== Task instructions ==
Restate word for word the lines of the entries below, starting with the line that holds "if !headers.iter().any(|h| spellings.contains(&h))" and ending with the line that holds "let record = record.map_err(|source|", and no others.
::::::
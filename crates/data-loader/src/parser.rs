//! Parser for the catalog and ratings CSV files.
//!
//! - movies table: `movieId,titles,genres` (a `title` header is accepted too)
//! - ratings table: `movieId,rating` plus any extra columns, which are ignored
//!
//! Both files carry a header row. Fields are trimmed before parsing.

use crate::error::{DataLoadError, Result};
use crate::types::*;
use serde::Deserialize;
use serde::de::DeserializeOwned;
use std::fs::File;
use std::io::BufReader;
use std::path::Path;

/// One row of the movies table
#[derive(Debug, Deserialize)]
struct MovieRow {
    #[serde(rename = "movieId")]
    movie_id: MovieId,
    #[serde(rename = "titles", alias = "title")]
    title: String,
    /// Empty or missing genre field deserializes to `None`
    #[serde(default)]
    genres: Option<String>,
}

/// One row of the ratings table
#[derive(Debug, Deserialize)]
struct RatingRow {
    #[serde(rename = "movieId")]
    movie_id: MovieId,
    rating: f64,
}

/// Open a CSV file for reading, mapping a missing file to `FileNotFound`
fn open_csv(path: &Path) -> Result<csv::Reader<BufReader<File>>> {
    let file = File::open(path).map_err(|e| match e.kind() {
        std::io::ErrorKind::NotFound => DataLoadError::FileNotFound {
            path: path.display().to_string(),
        },
        _ => DataLoadError::IoError(e),
    })?;

    Ok(csv::ReaderBuilder::new()
        .trim(csv::Trim::All)
        .from_reader(BufReader::new(file)))
}

/// Short file name used in error messages
fn file_label(path: &Path) -> String {
    path.file_name()
        .map(|name| name.to_string_lossy().into_owned())
        .unwrap_or_else(|| path.display().to_string())
}

/// Check that every column in `required` is present in the header row.
///
/// Each entry lists accepted spellings for one column.
fn require_columns(
    headers: &csv::StringRecord,
    file: &str,
    required: &[&[&str]],
) -> Result<()> {
    for spellings in required {
        if !headers.iter().any(|h| spellings.contains(&h)) {
            return Err(DataLoadError::MissingColumn {
                file: file.to_string(),
                column: spellings[0].to_string(),
            });
        }
    }
    Ok(())
}

/// Deserialize every data row of a CSV file into `T`.
fn read_rows<T>(path: &Path, required: &[&[&str]]) -> Result<Vec<T>>
where
    T: DeserializeOwned,
{
    let file = file_label(path);
    let mut reader = open_csv(path)?;
    let headers = reader
        .headers()
        .map_err(|source| DataLoadError::Csv {
            file: file.clone(),
            source,
        })?
        .clone();
    require_columns(&headers, &file, required)?;

    let mut rows = Vec::new();
    for record in reader.records() {
        let record = record.map_err(|source| DataLoadError::Csv {
            file: file.clone(),
            source,
        })?;
        let line_no = record
            .position()
            .map(|p| p.line() as usize)
            .unwrap_or_default();

        let row = record
            .deserialize(Some(&headers))
            .map_err(|e| DataLoadError::ParseError {
                file: file.clone(),
                line: line_no,
                reason: e.to_string(),
            })?;
        rows.push(row);
    }
    Ok(rows)
}

/// Parse the movies table
///
/// The title often includes the year in parentheses: "Toy Story (1995)".
/// Genres are pipe-separated: "Animation|Children|Comedy".
pub fn parse_movies(path: &Path) -> Result<Vec<Movie>> {
    let rows: Vec<MovieRow> = read_rows(path, &[&["movieId"], &["titles", "title"]])?;

    Ok(rows
        .into_iter()
        .map(|row| {
            let genres = parse_genres(row.genres.as_deref().unwrap_or(""));
            Movie::new(row.movie_id, row.title, genres)
        })
        .collect())
}

/// Parse the ratings table
pub fn parse_ratings(path: &Path) -> Result<Vec<Rating>> {
    let rows: Vec<RatingRow> = read_rows(path, &[&["movieId"], &["rating"]])?;

    let mut ratings = Vec::with_capacity(rows.len());
    for row in rows {
        if !row.rating.is_finite() {
            return Err(DataLoadError::InvalidValue {
                field: "rating".to_string(),
                value: row.rating.to_string(),
            });
        }
        ratings.push(Rating {
            movie_id: row.movie_id,
            rating: row.rating,
        });
    }
    Ok(ratings)
}

/// Extract year from movie title
///
/// Only four ASCII digits in parentheses at the very end of the title count.
///
/// Example: "Toy Story (1995)" -> Some(1995)
///          "Movie Title" -> None
///          "Movie (1995) Redux" -> None
pub fn extract_year_from_title(title: &str) -> Option<u16> {
    let inner = title.strip_suffix(')')?;
    let start = inner.len().checked_sub(5)?;
    let candidate = inner.get(start..)?;
    let digits = candidate.strip_prefix('(')?;
    if digits.bytes().all(|b| b.is_ascii_digit()) {
        digits.parse().ok()
    } else {
        None
    }
}

/// Parse pipe-separated genres
///
/// Example: "Action|Adventure|Sci-Fi" -> ["Action", "Adventure", "Sci-Fi"]
///
/// Tokens are trimmed and empty tokens dropped, so "" yields no genres.
pub fn parse_genres(s: &str) -> Vec<String> {
    s.split('|')
        .map(str::trim)
        .filter(|genre| !genre.is_empty())
        .map(str::to_string)
        .collect()
}

#[cfg(test)]
mod tests {
    use super::*;
    use std::io::Write;
    use tempfile::TempDir;

    fn write_file(dir: &TempDir, name: &str, contents: &str) -> std::path::PathBuf {
        let path = dir.path().join(name);
        let mut file = File::create(&path).unwrap();
        file.write_all(contents.as_bytes()).unwrap();
        path
    }

    #[test]
    fn test_extract_year() {
        assert_eq!(extract_year_from_title("Toy Story (1995)"), Some(1995));
        assert_eq!(extract_year_from_title("Alpha (2001)"), Some(2001));
        assert_eq!(extract_year_from_title("Beta"), None);
        assert_eq!(extract_year_from_title("Movie Title"), None);
    }

    #[test]
    fn test_extract_year_requires_trailing_four_digits() {
        assert_eq!(extract_year_from_title("Movie (1995) "), None);
        assert_eq!(extract_year_from_title("Movie (1995) Redux"), None);
        assert_eq!(extract_year_from_title("Movie (95)"), None);
        assert_eq!(extract_year_from_title("Movie (19955)"), None);
        assert_eq!(extract_year_from_title("Movie (19a5)"), None);
        assert_eq!(extract_year_from_title("(2000)"), Some(2000));
        assert_eq!(extract_year_from_title("Café (2003)"), Some(2003));
        assert_eq!(extract_year_from_title("é)"), None);
    }

    #[test]
    fn test_parse_genres() {
        assert_eq!(
            parse_genres("Action|Adventure| Sci-Fi "),
            vec!["Action", "Adventure", "Sci-Fi"]
        );
        assert!(parse_genres("").is_empty());
        assert!(parse_genres("||").is_empty());
    }

    #[test]
    fn test_parse_movies() {
        let dir = TempDir::new().unwrap();
        let path = write_file(
            &dir,
            "movies.csv",
            "movieId,titles,genres\n\
             1,Toy Story (1995),Animation|Children|Comedy\n\
             2,\"American President, The (1995)\",Comedy|Drama|Romance\n\
             3,Untitled,\n",
        );

        let movies = parse_movies(&path).unwrap();
        assert_eq!(movies.len(), 3);
        assert_eq!(movies[0].year, Some(1995));
        assert_eq!(movies[0].genres, vec!["Animation", "Children", "Comedy"]);
        assert_eq!(movies[1].title, "American President, The (1995)");
        assert_eq!(movies[2].year, None);
        assert!(movies[2].genres.is_empty());
    }

    #[test]
    fn test_parse_movies_accepts_title_header() {
        let dir = TempDir::new().unwrap();
        let path = write_file(&dir, "movies.csv", "movieId,title,genres\n7,Heat (1995),Action\n");

        let movies = parse_movies(&path).unwrap();
        assert_eq!(movies[0].title, "Heat (1995)");
    }

    #[test]
    fn test_parse_movies_missing_column() {
        let dir = TempDir::new().unwrap();
        let path = write_file(&dir, "movies.csv", "movieId,genres\n1,Drama\n");

        let err = parse_movies(&path).unwrap_err();
        assert!(matches!(err, DataLoadError::MissingColumn { ref column, .. } if column == "titles"));
    }

    #[test]
    fn test_parse_ratings_ignores_extra_columns() {
        let dir = TempDir::new().unwrap();
        let path = write_file(
            &dir,
            "ratings.csv",
            "userId,movieId,rating,timestamp\n1,31,2.5,1260759144\n1,1029,3.0,1260759179\n",
        );

        let ratings = parse_ratings(&path).unwrap();
        assert_eq!(ratings.len(), 2);
        assert_eq!(ratings[0].movie_id, 31);
        assert_eq!(ratings[1].rating, 3.0);
    }

    #[test]
    fn test_parse_ratings_keeps_full_precision() {
        let dir = TempDir::new().unwrap();
        let path = write_file(&dir, "ratings.csv", "movieId,rating\n1,4.1\n");

        let ratings = parse_ratings(&path).unwrap();
        assert_eq!(ratings[0].rating, 4.1);
    }

    #[test]
    fn test_parse_ratings_reports_bad_line() {
        let dir = TempDir::new().unwrap();
        let path = write_file(&dir, "ratings.csv", "movieId,rating\n1,4.0\n2,great\n");

        match parse_ratings(&path).unwrap_err() {
            DataLoadError::ParseError { file, line, .. } => {
                assert_eq!(file, "ratings.csv");
                assert_eq!(line, 3);
            }
            other => panic!("unexpected error: {other}"),
        }
    }

    #[test]
    fn test_missing_file() {
        let dir = TempDir::new().unwrap();
        let err = parse_movies(&dir.path().join("nope.csv")).unwrap_err();
        assert!(matches!(err, DataLoadError::FileNotFound { .. }));
    }
}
::::::
== Output of the exercise ==
        if !headers.iter().any(|h| spellings.contains(&h)) {
            return Err(DataLoadError::MissingColumn {
                file: file.to_string(),
                column: spellings[0].to_string(),
            });
        }
    }
    Ok(())
}

/// Deserialize every data row of a CSV file into `T`.
fn read_rows<T>(path: &Path, required: &[&[&str]]) -> Result<Vec<T>>
where
    T: DeserializeOwned,
{
    let file = file_label(path);
    let mut reader = open_csv(path)?;
    let headers = reader
        .headers()
        .map_err(|source| DataLoadError::Csv {
            file: file.clone(),
            source,
        })?
        .clone();
    require_columns(&headers, &file, required)?;

    let mut rows = Vec::new();
    for record in reader.records() {
        let record = record.map_err(|source| DataLoadError::Csv {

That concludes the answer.